Fasting hypoglycemia may occur in certain endocrine disorders, such as hypopituitarism, Addison disease, or myxedema; in disorders related to liver malfunction, such as acute alcoholism or liver failure; and in instances of end-stage chronic kidney disease, particularly in patients requiring dialysis (Table 27–13). These conditions are usually obvious, with hypoglycemia being only a secondary feature. When fasting hypoglycemia is a primary manifestation developing in adults without apparent endocrine disorders or inborn metabolic diseases from childhood, the principal diagnostic possibilities include (1) hyperinsulinism, due to either pancreatic B cell tumors, iatrogenic or surreptitious administration of insulin or sulfonylurea; and (2) hypoglycemia due to extrapancreatic tumors.
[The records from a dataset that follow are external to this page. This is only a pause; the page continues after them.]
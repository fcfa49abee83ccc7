//! Patch workflow handlers.
//!
//! Lock ordering: handlers that mutate proposal state acquire the
//! node-set lock for the affected targets first, then the service lock.
//! Read-only handlers take the service lock alone.

use axum::extract::{Path, Query, State};
use axum::http::StatusCode;
use axum::Json;
use uuid::Uuid;

use fedkernel_core::{DecideOutcome, NodeId, PatchId, PatchStatus};

use crate::error::ApiError;
use crate::schema::patches::{
    CreatePatchRequest, DecideRequest, DecideResponse, PatchQueueParams, PatchQueueResponse,
    PatchView, ReviewRequest,
};
use crate::state::AppState;
use crate::time_fmt::now_epoch_secs;

fn parse_targets(hex_ids: &[String]) -> Result<Vec<NodeId>, ApiError> {
    hex_ids
        .iter()
        .map(|hex| NodeId::parse_hex(hex).map_err(ApiError::from))
        .collect()
}

/// `POST /federation/patches`
pub async fn create_patch(
    State(state): State<AppState>,
    Json(req): Json<CreatePatchRequest>,
) -> Result<(StatusCode, Json<PatchView>), ApiError> {
    let targets = parse_targets(&req.target_node_ids)?;

    let _guard = state.patch_locks.acquire(&targets).await;
    let mut service = state.service.lock().await;
    let proposal = service.propose(
        &req.owner,
        &req.repo,
        &req.file_path,
        targets,
        &req.actor,
        now_epoch_secs(),
    )?;
    Ok((StatusCode::CREATED, Json(PatchView::from(proposal))))
}

/// `POST /federation/patches/{patch_id}/review`
pub async fn review_patch(
    State(state): State<AppState>,
    Path(patch_id): Path<Uuid>,
    Json(req): Json<ReviewRequest>,
) -> Result<Json<PatchView>, ApiError> {
    let mut service = state.service.lock().await;
    let proposal = service.review(PatchId(patch_id), &req.actor)?;
    Ok(Json(PatchView::from(proposal)))
}

/// `POST /federation/patches/{patch_id}/decide`
pub async fn decide_patch(
    State(state): State<AppState>,
    Path(patch_id): Path<Uuid>,
    Json(req): Json<DecideRequest>,
) -> Result<Json<DecideResponse>, ApiError> {
    let patch_id = PatchId(patch_id);
    let outcome = DecideOutcome::parse(&req.outcome)?;

    // Read the immutable target set first, then enter the node-scoped
    // critical section for the decision itself.
    let targets = {
        let service = state.service.lock().await;
        service.proposal_targets(patch_id)?
    };
    let _guard = state.patch_locks.acquire(&targets).await;
    let mut service = state.service.lock().await;
    let (decided, cascade) = service.decide(
        patch_id,
        outcome,
        req.actor.as_deref(),
        now_epoch_secs(),
    )?;

    Ok(Json(DecideResponse {
        patch_id: decided.patch_id,
        status: decided.status,
        conflicts_with: decided.conflicts_with,
        conflicted: cascade.into_iter().map(|p| p.patch_id).collect(),
    }))
}

/// `POST /federation/patches/{patch_id}/withdraw`
pub async fn withdraw_patch(
    State(state): State<AppState>,
    Path(patch_id): Path<Uuid>,
) -> Result<Json<PatchView>, ApiError> {
    let patch_id = PatchId(patch_id);
    let targets = {
        let service = state.service.lock().await;
        service.proposal_targets(patch_id)?
    };
    let _guard = state.patch_locks.acquire(&targets).await;
    let mut service = state.service.lock().await;
    let proposal = service.withdraw(patch_id, now_epoch_secs())?;
    Ok(Json(PatchView::from(proposal)))
}

/// `GET /federation/patches?status=`
pub async fn list_patches(
    State(state): State<AppState>,
    Query(params): Query<PatchQueueParams>,
) -> Result<Json<PatchQueueResponse>, ApiError> {
    let status = match params.status.as_deref() {
        Some(s) => Some(PatchStatus::parse(s)?),
        None => None,
    };
    let service = state.service.lock().await;
    let patches = service.patch_queue_view(status)?;
    Ok(Json(PatchQueueResponse { patches }))
}

/// `GET /federation/patches/{patch_id}`
pub async fn get_patch(
    State(state): State<AppState>,
    Path(patch_id): Path<Uuid>,
) -> Result<Json<PatchView>, ApiError> {
    let service = state.service.lock().await;
    let proposal = service.require_proposal(PatchId(patch_id))?;
    Ok(Json(PatchView::from(proposal)))
}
Table 27–13.Common causes of hypoglycemia in adults.1 ||Download (.pdf) Table 27–13. Common causes of hypoglycemia in adults.1
Pancreatic B cell tumor
Surreptitious administration of insulin or sulfonylureas
Noninsulinoma pancreatogenous hypoglycemia syndrome
Occult diabetes mellitus
Idiopathic anti-insulin antibodies (which release their bound insulin)
Antibodies to insulin receptors (which act as agonists)
Postprandial (reactive) hypoglycemia may be seen after gastrointestinal surgery and is particularly associated with the dumping syndrome after gastrectomy and Roux-en-Y gastric bypass surgery. Occult diabetes very occasionally presents with postprandial hypoglycemia. Rarely, it occurs with islet cell hyperplasia—the so-called noninsulinoma pancreatogenous hypoglycemia syndrome.
Alcohol-related hypoglycemia is due to hepatic glycogen depletion combined with alcohol-mediated inhibition of gluconeogenesis. It is most common in malnourished individuals with excessive alcohol intake but can occur in anyone who is unable to ingest food after an acute alcoholic episode followed by gastritis and vomiting.
Immunopathologic hypoglycemia is an extremely rare condition in which anti-insulin antibodies or antibodies to insulin receptors develop spontaneously. In the former case, the mechanism appears to relate to increasing dissociation of insulin from circulating pools of bound insulin. When antibodies to insulin receptors are found, most patients do not have hypoglycemia but rather severe insulin-resistant diabetes and acanthosis nigricans. However, during the course of the disease in these patients, certain anti-insulin receptor antibodies with agonist activity mimicking insulin action may develop, producing severe hypoglycemia.